Dataset content
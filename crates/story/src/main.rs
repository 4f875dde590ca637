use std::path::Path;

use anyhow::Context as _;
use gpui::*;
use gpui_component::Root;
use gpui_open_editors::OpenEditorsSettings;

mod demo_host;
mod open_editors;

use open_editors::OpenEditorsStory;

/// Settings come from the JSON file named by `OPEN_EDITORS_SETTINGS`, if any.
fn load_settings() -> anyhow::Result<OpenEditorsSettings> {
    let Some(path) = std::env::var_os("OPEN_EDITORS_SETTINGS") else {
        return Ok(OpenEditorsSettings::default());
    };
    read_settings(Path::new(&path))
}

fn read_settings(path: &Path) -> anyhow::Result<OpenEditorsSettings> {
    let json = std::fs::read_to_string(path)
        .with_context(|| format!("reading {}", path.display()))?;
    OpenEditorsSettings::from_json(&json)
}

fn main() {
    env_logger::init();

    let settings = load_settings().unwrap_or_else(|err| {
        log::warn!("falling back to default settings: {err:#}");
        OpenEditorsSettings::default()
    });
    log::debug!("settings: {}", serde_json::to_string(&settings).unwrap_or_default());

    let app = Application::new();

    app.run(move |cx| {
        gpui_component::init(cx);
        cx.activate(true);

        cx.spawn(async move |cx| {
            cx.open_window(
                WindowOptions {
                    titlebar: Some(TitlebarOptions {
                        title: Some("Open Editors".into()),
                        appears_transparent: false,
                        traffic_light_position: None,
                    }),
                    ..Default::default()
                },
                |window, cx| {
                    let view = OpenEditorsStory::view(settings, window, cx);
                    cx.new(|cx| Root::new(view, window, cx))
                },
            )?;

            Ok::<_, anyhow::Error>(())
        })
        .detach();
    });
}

Problem statement
In the listing, find every line containing the word "init" and list it.

Task output
    env_logger::init();
        gpui_component::init(cx);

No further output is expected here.